ASSIGNMENT: Scan the material for the word "idle", then return every line where it appears.

RECORDED INFORMATION:
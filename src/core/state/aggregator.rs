use std::collections::BTreeSet;

use serde_json::Value;
use time::OffsetDateTime;
use tracing::{debug, info, warn};

use super::rollup::call_sentiment;
use super::types::{CallState, CallStatus, PerCallState, SentimentEntry};
use crate::core::mutation::{MutationResult, SegmentResult, StatusResult};
use crate::utils::{normalize_timestamp, timestamp_seconds_before};

/// Aggregator settings.
#[derive(Debug, Clone, PartialEq, Eq)]
pub struct AggregatorConfig {
    /// Calls not updated for this long are flagged at batch exit.
    pub max_inactivity_seconds: u64,
}

impl Default for AggregatorConfig {
    fn default() -> Self {
        Self {
            max_inactivity_seconds: 1200,
        }
    }
}

/// Outcome of [`CallStateAggregator::finish_batch`].
#[derive(Debug, Clone, Default, PartialEq, Eq)]
pub struct BatchExitReport {
    /// Calls whose duration or sentiment changed; their aggregates were recomputed.
    pub changed_calls: Vec<String>,
    /// Calls past the inactivity window. Flagged only, still in state.
    pub inactive_calls: Vec<String>,
    /// ENDED calls not touched this batch, removed from state.
    pub pruned_calls: Vec<String>,
}

/// Folds mutation results into [`CallState`].
///
/// Every merge rule is order independent: the status with the latest
/// `UpdatedAt` wins except that ENDED always wins, durations take the max, and
/// sentiment entries are replaced by segment id. Aggregates are recomputed once
/// per changed call in [`finish_batch`](Self::finish_batch).
#[derive(Debug, Clone)]
pub struct CallStateAggregator {
    state: CallState,
    changed: BTreeSet<String>,
    touched: BTreeSet<String>,
    config: AggregatorConfig,
}

impl CallStateAggregator {
    pub fn new(state: CallState, config: AggregatorConfig) -> Self {
        Self {
            state,
            changed: BTreeSet::new(),
            touched: BTreeSet::new(),
            config,
        }
    }

    pub fn state(&self) -> &CallState {
        &self.state
    }

    pub fn into_state(self) -> CallState {
        self.state
    }

    pub fn changed_calls(&self) -> impl Iterator<Item = &String> {
        self.changed.iter()
    }

    pub fn is_changed(&self, call_id: &str) -> bool {
        self.changed.contains(call_id)
    }

    /// Fold one raw mutation response.
    ///
    /// Responses that are neither segment nor status results, and responses
    /// that fail to parse, leave the state unchanged.
    pub fn update_state(&mut self, result: &Value) -> &CallState {
        match MutationResult::from_value(result) {
            Ok(parsed) => self.apply(parsed),
            Err(e) => warn!(error = %e, "Ignoring unparseable mutation result"),
        }
        &self.state
    }

    pub fn apply(&mut self, result: MutationResult) {
        match result {
            MutationResult::Segment(segment) => self.apply_segment(segment),
            MutationResult::Status(status) => self.apply_status(status),
            MutationResult::Other => {}
        }
    }

    fn apply_segment(&mut self, segment: SegmentResult) {
        let timestamp = segment
            .updated_at
            .as_deref()
            .or(segment.created_at.as_deref())
            .map(normalize_timestamp);

        let call_id = segment.call_id.clone();
        self.touched.insert(call_id.clone());
        let call = self.state.0.entry(call_id.clone()).or_default();
        merge_status(call, CallStatus::Transcribing, timestamp.as_deref());

        let mut changed = false;
        let end_millis = segment.end_time * 1000.0;
        if end_millis > call.total_conversation_duration_millis {
            call.total_conversation_duration_millis = end_millis;
            changed = true;
        }

        if let (false, Some(score)) = (segment.is_partial, segment.sentiment_weighted) {
            let entry = SentimentEntry {
                id: segment.segment_id,
                begin_offset_millis: segment.start_time * 1000.0,
                end_offset_millis: end_millis,
                sentiment: segment.sentiment.unwrap_or_default(),
                score,
            };
            changed |= call
                .state_per_channel
                .entry(segment.channel)
                .or_default()
                .upsert(entry);
        }

        if changed {
            self.changed.insert(call_id);
        }
    }

    fn apply_status(&mut self, result: StatusResult) {
        let Some(status) = result.status.as_deref().and_then(CallStatus::parse) else {
            debug!(call_id = %result.call_id, status = ?result.status, "Ignoring unknown call status");
            return;
        };
        let timestamp = result
            .updated_at
            .as_deref()
            .or(result.created_at.as_deref())
            .map(normalize_timestamp);

        self.touched.insert(result.call_id.clone());
        let call = self.state.0.entry(result.call_id).or_default();
        merge_status(call, status, timestamp.as_deref());
    }

    /// Recompute aggregates for changed calls, flag inactive calls and drop
    /// ENDED calls that were not touched in this batch.
    pub fn finish_batch(&mut self, now: OffsetDateTime) -> BatchExitReport {
        for call_id in &self.changed {
            if let Some(call) = self.state.0.get_mut(call_id) {
                call.sentiment = call_sentiment(&call.state_per_channel);
            }
        }

        let cutoff = timestamp_seconds_before(now, self.config.max_inactivity_seconds);
        let inactive_calls: Vec<String> = self
            .state
            .0
            .iter()
            .filter(|(_, call)| !call.status.is_terminal())
            .filter(|(_, call)| call.updated_at.as_deref().is_some_and(|at| at < cutoff.as_str()))
            .map(|(id, _)| id.clone())
            .collect();
        for call_id in &inactive_calls {
            warn!(call_id = %call_id, cutoff = %cutoff, "Call inactive past the inactivity window");
        }

        let pruned_calls: Vec<String> = self
            .state
            .0
            .iter()
            .filter(|(id, call)| call.status.is_terminal() && !self.touched.contains(*id))
            .map(|(id, _)| id.clone())
            .collect();
        for call_id in &pruned_calls {
            self.state.0.remove(call_id);
            info!(call_id = %call_id, "Pruned ended call from state");
        }

        BatchExitReport {
            changed_calls: self.changed.iter().cloned().collect(),
            inactive_calls,
            pruned_calls,
        }
    }
}

/// Merge a status observed at `at` into `call`.
///
/// ENDED is sticky. Otherwise the later timestamp wins, ties go to the higher
/// ranked status. `UpdatedAt` becomes the max and `CreatedAt` the min.
fn merge_status(call: &mut PerCallState, incoming: CallStatus, at: Option<&str>) {
    let current_at = call.updated_at.as_deref();
    call.status = if call.status.is_terminal() || incoming.is_terminal() {
        CallStatus::Ended
    } else {
        match at.cmp(&current_at) {
            std::cmp::Ordering::Greater => incoming,
            std::cmp::Ordering::Less => call.status,
            std::cmp::Ordering::Equal => {
                if incoming.rank() >= call.status.rank() {
                    incoming
                } else {
                    call.status
                }
            }
        }
    };

    if let Some(at) = at {
        if call.created_at.as_deref().is_none_or(|created| at < created) {
            call.created_at = Some(at.to_string());
        }
        if current_at.is_none_or(|current| at > current) {
            call.updated_at = Some(at.to_string());
        }
    }
}

#[cfg(test)]
mod tests {
    use super::*;
    use crate::core::events::Channel;
    use serde_json::json;
    use time::macros::datetime;

    fn segment(call: &str, id: &str, channel: &str, start: f64, end: f64, score: Option<f64>, at: &str) -> Value {
        json!({"addTranscriptSegment": {
            "CallId": call,
            "Channel": channel,
            "SegmentId": id,
            "StartTime": start,
            "EndTime": end,
            "IsPartial": false,
            "Sentiment": score.map(|s| if s >= 0.0 { "POSITIVE" } else { "NEGATIVE" }),
            "SentimentWeighted": score,
            "CreatedAt": at,
            "UpdatedAt": at
        }})
    }

    fn status(call: &str, status: &str, at: &str) -> Value {
        json!({"updateCallStatus": {"CallId": call, "Status": status, "UpdatedAt": at}})
    }

    fn aggregator() -> CallStateAggregator {
        CallStateAggregator::new(CallState::new(), AggregatorConfig::default())
    }

    const T1: &str = "2024-05-01T12:00:00.000000Z";
    const T2: &str = "2024-05-01T12:00:05.000000Z";
    const T3: &str = "2024-05-01T12:00:10.000000Z";

    #[test]
    fn test_ended_wins_over_later_transcribing() {
        let mut agg = aggregator();
        agg.update_state(&status("c", "ENDED", T1));
        agg.update_state(&status("c", "TRANSCRIBING", T2));
        let call = agg.state().get("c").unwrap();
        assert_eq!(call.status, CallStatus::Ended);
        assert_eq!(call.updated_at.as_deref(), Some(T2));
    }

    #[test]
    fn test_later_status_wins_and_created_at_is_earliest() {
        let mut agg = aggregator();
        agg.update_state(&status("c", "ERRORED", T2));
        agg.update_state(&status("c", "STARTED", T1));
        let call = agg.state().get("c").unwrap();
        assert_eq!(call.status, CallStatus::Errored);
        assert_eq!(call.created_at.as_deref(), Some(T1));
        assert_eq!(call.updated_at.as_deref(), Some(T2));
    }

    #[test]
    fn test_segment_order_does_not_change_state() {
        let first = segment("c", "s1", "CALLER", 0.0, 1.0, Some(2.0), T1);
        let second = segment("c", "s2", "CALLER", 1.0, 2.0, Some(-3.0), T2);

        let mut forward = aggregator();
        forward.update_state(&first);
        forward.update_state(&second);
        let mut reverse = aggregator();
        reverse.update_state(&second);
        reverse.update_state(&first);

        let call = forward.state().get("c").unwrap();
        assert_eq!(call.created_at.as_deref(), Some(T1));
        assert_eq!(call.updated_at.as_deref(), Some(T2));
        assert_eq!(forward.state(), reverse.state());
    }

    #[test]
    fn test_segment_updates_duration_and_sentiment() {
        let mut agg = aggregator();
        agg.update_state(&segment("c", "s1", "CALLER", 0.0, 2.5, Some(4.5), T1));
        let call = agg.state().get("c").unwrap();
        assert_eq!(call.status, CallStatus::Transcribing);
        assert_eq!(call.total_conversation_duration_millis, 2500.0);
        assert_eq!(call.state_per_channel[&Channel::Caller].sentiment_list.len(), 1);
        assert!(agg.is_changed("c"));
    }

    #[test]
    fn test_segment_without_score_only_touches_duration() {
        let mut agg = aggregator();
        agg.update_state(&segment("c", "s1", "AGENT", 0.0, 1.0, None, T1));
        let call = agg.state().get("c").unwrap();
        assert!(call.state_per_channel.is_empty());
        assert_eq!(call.total_conversation_duration_millis, 1000.0);
    }

    #[test]
    fn test_replay_is_idempotent() {
        let mut agg = aggregator();
        let event = segment("c", "s1", "CALLER", 1.0, 2.0, Some(-3.0), T1);
        agg.update_state(&event);
        let once = agg.state().clone();
        agg.update_state(&event);
        assert_eq!(agg.state(), &once);
    }

    #[test]
    fn test_other_results_are_passthrough() {
        let mut agg = aggregator();
        agg.update_state(&json!({"updateAgent": {"CallId": "c", "AgentId": "a"}}));
        agg.update_state(&json!({"addTranscriptSegment": {"bogus": true}}));
        assert!(agg.state().is_empty());
    }

    #[test]
    fn test_finish_batch_recomputes_aggregates() {
        let mut agg = aggregator();
        agg.update_state(&segment("c", "s1", "CALLER", 0.0, 1.0, Some(2.0), T1));
        agg.update_state(&segment("c", "s2", "CALLER", 3.0, 4.0, Some(4.0), T2));
        let report = agg.finish_batch(datetime!(2024-05-01 12:01:00 UTC));
        assert_eq!(report.changed_calls, vec!["c".to_string()]);

        let call = agg.state().get("c").unwrap();
        assert_eq!(call.sentiment.overall_sentiment[&Channel::Caller], 3.0);
        let quarters = &call.sentiment.sentiment_by_period.quarter[&Channel::Caller];
        assert_eq!(quarters[0].score, 2.0);
        assert_eq!(quarters[3].score, 4.0);
    }

    #[test]
    fn test_untouched_ended_call_is_pruned() {
        let mut state = CallState::new();
        state.0.insert(
            "old".into(),
            PerCallState {
                status: CallStatus::Ended,
                updated_at: Some(T1.into()),
                ..Default::default()
            },
        );
        let mut agg = CallStateAggregator::new(state, AggregatorConfig::default());
        agg.update_state(&status("live", "ENDED", T3));

        let report = agg.finish_batch(datetime!(2024-05-01 12:01:00 UTC));
        assert_eq!(report.pruned_calls, vec!["old".to_string()]);
        assert!(agg.state().get("old").is_none());
        assert!(agg.state().get("live").is_some(), "touched ENDED call is kept");
    }

    #[test]
    fn test_inactive_call_is_flagged_not_deleted() {
        let mut state = CallState::new();
        state.0.insert(
            "idle".into(),
            PerCallState {
                status: CallStatus::Transcribing,
                updated_at: Some(T1.into()),
                ..Default::default()
            },
        );
        let mut agg = CallStateAggregator::new(state, AggregatorConfig::default());
        let report = agg.finish_batch(datetime!(2024-05-01 12:30:00 UTC));
        assert_eq!(report.inactive_calls, vec!["idle".to_string()]);
        assert!(agg.state().get("idle").is_some());
    }
}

PROBLEM SOLUTION:
            "idle".into(),
        assert_eq!(report.inactive_calls, vec!["idle".to_string()]);
        assert!(agg.state().get("idle").is_some());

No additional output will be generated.